┌─ Provided data

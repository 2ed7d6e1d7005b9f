use std::collections::{HashMap, VecDeque};
use std::time::Duration;

use glcv_common::error::{GlcvError, GlcvResult};
use gst::prelude::*;
use gstreamer as gst;
use gstreamer_app as gst_app;

use super::{bus_error, clock_time_us, compressed_caps, format_from_caps, launch_pipeline, named, set_state};
use crate::buffer::{BufferFlags, BufferInfo, FrameSlot, VideoFrame};
use crate::codec::{InputSurface, MediaCodec, OutputStatus};
use crate::format::MediaFormat;

const INPUT_SLOTS: usize = 4;

#[derive(Debug, Clone, Copy, PartialEq, Eq)]
enum Kind {
    VideoEncoder,
    AudioEncoder,
    VideoDecoder,
    AudioDecoder,
}

struct Output {
    data: Vec<u8>,
    pts_us: i64,
    width: u32,
    height: u32,
}

/// A codec backed by an `appsrc ! ... ! appsink` pipeline.
pub struct GstCodec {
    name: String,
    kind: Kind,
    pipeline: gst::Pipeline,
    appsrc: gst_app::AppSrc,
    appsink: gst_app::AppSink,
    output_slot: Option<FrameSlot>,
    inputs: Vec<Vec<u8>>,
    free_inputs: VecDeque<usize>,
    pending: VecDeque<(Vec<u8>, BufferInfo, u32, u32)>,
    outputs: HashMap<usize, Output>,
    next_output: usize,
    format_emitted: bool,
    surface_created: bool,
    input_eos: bool,
    output_eos: bool,
    started: bool,
}

impl GstCodec {
    fn build(
        name: &str,
        kind: Kind,
        launch: &str,
        input_caps: gst::Caps,
        output_slot: Option<FrameSlot>,
    ) -> GlcvResult<Self> {
        super::init_gstreamer()?;
        let pipeline = launch_pipeline(launch)?;
        let appsrc: gst_app::AppSrc = named(&pipeline, "src")?;
        let appsink: gst_app::AppSink = named(&pipeline, "sink")?;
        appsrc.set_caps(Some(&input_caps));
        appsrc.set_format(gst::Format::Time);

        Ok(Self {
            name: name.to_string(),
            kind,
            pipeline,
            appsrc,
            appsink,
            output_slot,
            inputs: vec![Vec::new(); INPUT_SLOTS],
            free_inputs: (0..INPUT_SLOTS).collect(),
            pending: VecDeque::new(),
            outputs: HashMap::new(),
            next_output: 0,
            format_emitted: false,
            surface_created: false,
            input_eos: false,
            output_eos: false,
            started: false,
        })
    }

    pub fn video_encoder(format: &MediaFormat) -> GlcvResult<Self> {
        let fps = format.frame_rate.unwrap_or(30).max(1);
        let key_int = fps * format.i_frame_interval_secs.unwrap_or(1).max(1);
        let kbps = format.bit_rate.unwrap_or(4_000_000) / 1000;
        let launch = format!(
            "appsrc name=src ! videoconvert ! x264enc speed-preset=veryfast bitrate={kbps} key-int-max={key_int} ! h264parse ! video/x-h264,stream-format=avc,alignment=au ! appsink name=sink sync=false"
        );
        let caps = gst::Caps::builder("video/x-raw")
            .field("format", "RGBA")
            .field("width", format.width.unwrap_or(0) as i32)
            .field("height", format.height.unwrap_or(0) as i32)
            .field("framerate", gst::Fraction::new(fps as i32, 1))
            .build();
        Self::build("gst-video-encoder", Kind::VideoEncoder, &launch, caps, None)
    }

    pub fn audio_encoder(format: &MediaFormat) -> GlcvResult<Self> {
        let bit_rate = format.bit_rate.unwrap_or(128_000);
        let launch = format!(
            "appsrc name=src ! audioconvert ! audioresample ! avenc_aac bitrate={bit_rate} ! aacparse ! audio/mpeg,mpegversion=4,stream-format=raw ! appsink name=sink sync=false"
        );
        Self::build(
            "gst-audio-encoder",
            Kind::AudioEncoder,
            &launch,
            pcm_caps(format),
            None,
        )
    }

    pub fn video_decoder(format: &MediaFormat, output: Option<FrameSlot>) -> GlcvResult<Self> {
        let launch = "appsrc name=src ! decodebin ! videoconvert ! video/x-raw,format=RGBA ! appsink name=sink sync=false";
        Self::build(
            "gst-video-decoder",
            Kind::VideoDecoder,
            launch,
            compressed_caps(format)?,
            output,
        )
    }

    pub fn audio_decoder(format: &MediaFormat) -> GlcvResult<Self> {
        let launch = format!(
            "appsrc name=src ! decodebin ! audioconvert ! audioresample ! audio/x-raw,format=S16LE,layout=interleaved,rate={},channels={} ! appsink name=sink sync=false",
            format.sample_rate.unwrap_or(44_100),
            format.channel_count.unwrap_or(2)
        );
        Self::build(
            "gst-audio-decoder",
            Kind::AudioDecoder,
            &launch,
            compressed_caps(format)?,
            None,
        )
    }

    fn is_encoder(&self) -> bool {
        matches!(self.kind, Kind::VideoEncoder | Kind::AudioEncoder)
    }

    fn ensure_started(&self) -> GlcvResult<()> {
        if self.started {
            Ok(())
        } else {
            Err(GlcvError::codec(format!("{} not started", self.name)))
        }
    }

    fn end_input(&mut self) -> GlcvResult<()> {
        if self.input_eos {
            return Ok(());
        }
        self.input_eos = true;
        self.appsrc
            .end_of_stream()
            .map(|_| ())
            .map_err(|e| GlcvError::codec(format!("{} failed to end input: {e:?}", self.name)))
    }

    /// Pull one sample from the sink into the pending queue.
    fn pull(&mut self, timeout: Duration) -> GlcvResult<()> {
        if let Some(error) = bus_error(&self.pipeline) {
            return Err(GlcvError::codec(format!("{}: {error}", self.name)));
        }
        let wait = gst::ClockTime::from_mseconds(timeout.as_millis() as u64);
        let Some(sample) = self.appsink.try_pull_sample(wait) else {
            if self.appsink.is_eos() && !self.output_eos {
                self.output_eos = true;
                self.pending
                    .push_back((Vec::new(), BufferInfo::end_of_stream(0), 0, 0));
            }
            return Ok(());
        };

        let caps_format = sample.caps().and_then(format_from_caps);
        if !self.format_emitted {
            if let Some(format) = &caps_format {
                // Encoders carry codec config out of band; surface it as a
                // codec-config buffer the way a hardware codec would.
                if self.is_encoder() && !format.codec_data.is_empty() {
                    let info = BufferInfo::new(
                        0,
                        format.codec_data.len(),
                        0,
                        BufferFlags::CODEC_CONFIG,
                    );
                    self.pending.push_back((format.codec_data.clone(), info, 0, 0));
                }
            }
        }

        let Some(buffer) = sample.buffer() else {
            return Ok(());
        };
        let map = buffer
            .map_readable()
            .map_err(|e| GlcvError::codec(format!("{}: unreadable buffer: {e}", self.name)))?;
        let mut flags = BufferFlags::NONE;
        if !buffer.flags().contains(gst::BufferFlags::DELTA_UNIT) {
            flags.insert(BufferFlags::KEY_FRAME);
        }
        let data = map.as_slice().to_vec();
        let info = BufferInfo::new(0, data.len(), clock_time_us(buffer.pts()), flags);
        let (width, height) = caps_format
            .as_ref()
            .map(|f| (f.width.unwrap_or(0), f.height.unwrap_or(0)))
            .unwrap_or((0, 0));
        self.pending.push_back((data, info, width, height));
        Ok(())
    }

    fn output_format(&self) -> MediaFormat {
        self.appsink
            .static_pad("sink")
            .and_then(|pad| pad.current_caps())
            .and_then(|caps| format_from_caps(&caps))
            .unwrap_or_default()
    }
}

impl MediaCodec for GstCodec {
    fn name(&self) -> &str {
        &self.name
    }

    fn start(&mut self) -> GlcvResult<()> {
        if self.started {
            return Err(GlcvError::codec(format!("{} cannot start twice", self.name)));
        }
        set_state(&self.pipeline, gst::State::Playing, &self.name)?;
        self.started = true;
        Ok(())
    }

    fn create_input_surface(&mut self) -> GlcvResult<Box<dyn InputSurface>> {
        if self.kind != Kind::VideoEncoder {
            return Err(GlcvError::unsupported(format!(
                "{} does not accept surface input",
                self.name
            )));
        }
        if self.started || self.surface_created {
            return Err(GlcvError::codec("input surface must be created once, before start"));
        }
        self.surface_created = true;
        let (width, height) = self
            .appsrc
            .caps()
            .and_then(|caps| format_from_caps(&caps))
            .map(|f| (f.width.unwrap_or(0), f.height.unwrap_or(0)))
            .unwrap_or((0, 0));
        Ok(Box::new(GstSurface {
            appsrc: self.appsrc.clone(),
            width,
            height,
            released: false,
        }))
    }

    fn dequeue_input_buffer(&mut self, _timeout: Duration) -> GlcvResult<Option<usize>> {
        self.ensure_started()?;
        if self.input_eos {
            return Ok(None);
        }
        Ok(self.free_inputs.pop_front())
    }

    fn input_buffer(&mut self, index: usize) -> GlcvResult<&mut Vec<u8>> {
        self.inputs
            .get_mut(index)
            .ok_or_else(|| GlcvError::protocol(format!("No input buffer {index}")))
    }

    fn queue_input_buffer(
        &mut self,
        index: usize,
        size: usize,
        presentation_time_us: i64,
        flags: BufferFlags,
    ) -> GlcvResult<()> {
        self.ensure_started()?;
        if index >= self.inputs.len() || self.free_inputs.contains(&index) {
            return Err(GlcvError::protocol(format!(
                "Input buffer {index} was not dequeued"
            )));
        }
        let data: Vec<u8> = self.inputs[index]
            .get(..size)
            .ok_or_else(|| GlcvError::protocol(format!("Input size {size} exceeds buffer")))?
            .to_vec();
        self.inputs[index].clear();
        self.free_inputs.push_back(index);

        if size > 0 {
            let mut buffer = gst::Buffer::from_slice(data);
            {
                let buffer_ref = buffer.make_mut();
                buffer_ref.set_pts(gst::ClockTime::from_useconds(presentation_time_us.max(0) as u64));
                if !flags.is_key_frame() && !self.is_encoder() {
                    buffer_ref.set_flags(gst::BufferFlags::DELTA_UNIT);
                }
            }
            self.appsrc
                .push_buffer(buffer)
                .map_err(|e| GlcvError::codec(format!("{} rejected input: {e:?}", self.name)))?;
        }
        if flags.is_end_of_stream() {
            self.end_input()?;
        }
        Ok(())
    }

    fn dequeue_output_buffer(&mut self, timeout: Duration) -> GlcvResult<OutputStatus> {
        self.ensure_started()?;
        if self.pending.is_empty() && !self.output_eos {
            self.pull(timeout)?;
        }
        if self.pending.is_empty() {
            return Ok(OutputStatus::TryAgainLater);
        }
        if !self.format_emitted {
            self.format_emitted = true;
            return Ok(OutputStatus::FormatChanged(self.output_format()));
        }
        let Some((data, info, width, height)) = self.pending.pop_front() else {
            return Ok(OutputStatus::TryAgainLater);
        };
        let index = self.next_output;
        self.next_output += 1;
        self.outputs.insert(
            index,
            Output {
                data,
                pts_us: info.presentation_time_us,
                width,
                height,
            },
        );
        Ok(OutputStatus::Buffer { index, info })
    }

    fn output_buffer(&self, index: usize) -> GlcvResult<&[u8]> {
        self.outputs
            .get(&index)
            .map(|o| o.data.as_slice())
            .ok_or_else(|| GlcvError::protocol(format!("No output buffer {index}")))
    }

    fn release_output_buffer(&mut self, index: usize, render: bool) -> GlcvResult<()> {
        let output = self
            .outputs
            .remove(&index)
            .ok_or_else(|| GlcvError::protocol(format!("No output buffer {index}")))?;
        if render && !output.data.is_empty() {
            if let Some(slot) = &self.output_slot {
                slot.post(VideoFrame::from_rgba(
                    output.width,
                    output.height,
                    output.pts_us,
                    output.data,
                )?);
            }
        }
        Ok(())
    }

    fn signal_end_of_input_stream(&mut self) -> GlcvResult<()> {
        self.ensure_started()?;
        if !self.surface_created {
            return Err(GlcvError::protocol(format!(
                "{} has no input surface to end",
                self.name
            )));
        }
        self.end_input()
    }

    fn stop(&mut self) -> GlcvResult<()> {
        self.started = false;
        self.pending.clear();
        self.outputs.clear();
        set_state(&self.pipeline, gst::State::Null, &self.name)
    }
}

impl Drop for GstCodec {
    fn drop(&mut self) {
        let _ = self.pipeline.set_state(gst::State::Null);
    }
}

struct GstSurface {
    appsrc: gst_app::AppSrc,
    width: u32,
    height: u32,
    released: bool,
}

impl InputSurface for GstSurface {
    fn size(&self) -> (u32, u32) {
        (self.width, self.height)
    }

    fn swap_buffers(&mut self, rgba: &[u8], presentation_time_ns: i64) -> GlcvResult<()> {
        if self.released {
            return Err(GlcvError::render("swap on a released surface"));
        }
        let expected = self.width as usize * self.height as usize * 4;
        if rgba.len() != expected {
            return Err(GlcvError::render(format!(
                "Surface {}x{} expects {expected} bytes, got {}",
                self.width,
                self.height,
                rgba.len()
            )));
        }
        let mut buffer = gst::Buffer::from_slice(rgba.to_vec());
        buffer
            .make_mut()
            .set_pts(gst::ClockTime::from_nseconds(presentation_time_ns.max(0) as u64));
        self.appsrc
            .push_buffer(buffer)
            .map(|_| ())
            .map_err(|e| GlcvError::render(format!("Encoder rejected frame: {e:?}")))
    }

    fn release(&mut self) {
        self.released = true;
    }
}

fn pcm_caps(format: &MediaFormat) -> gst::Caps {
    gst::Caps::builder("audio/x-raw")
        .field("format", "S16LE")
        .field("layout", "interleaved")
        .field("rate", format.sample_rate.unwrap_or(44_100) as i32)
        .field("channels", format.channel_count.unwrap_or(2) as i32)
        .build()
}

└─

**Problem**
Copy out word for word each line of the listing, from the very first line down to the line containing "use gstreamer_app as gst_app;", and stop after that line.

**Task output**
repository 2ed7d6e1d7005b9f
use std::collections::{HashMap, VecDeque};
use std::time::Duration;

use glcv_common::error::{GlcvError, GlcvResult};
use gst::prelude::*;
use gstreamer as gst;
use gstreamer_app as gst_app;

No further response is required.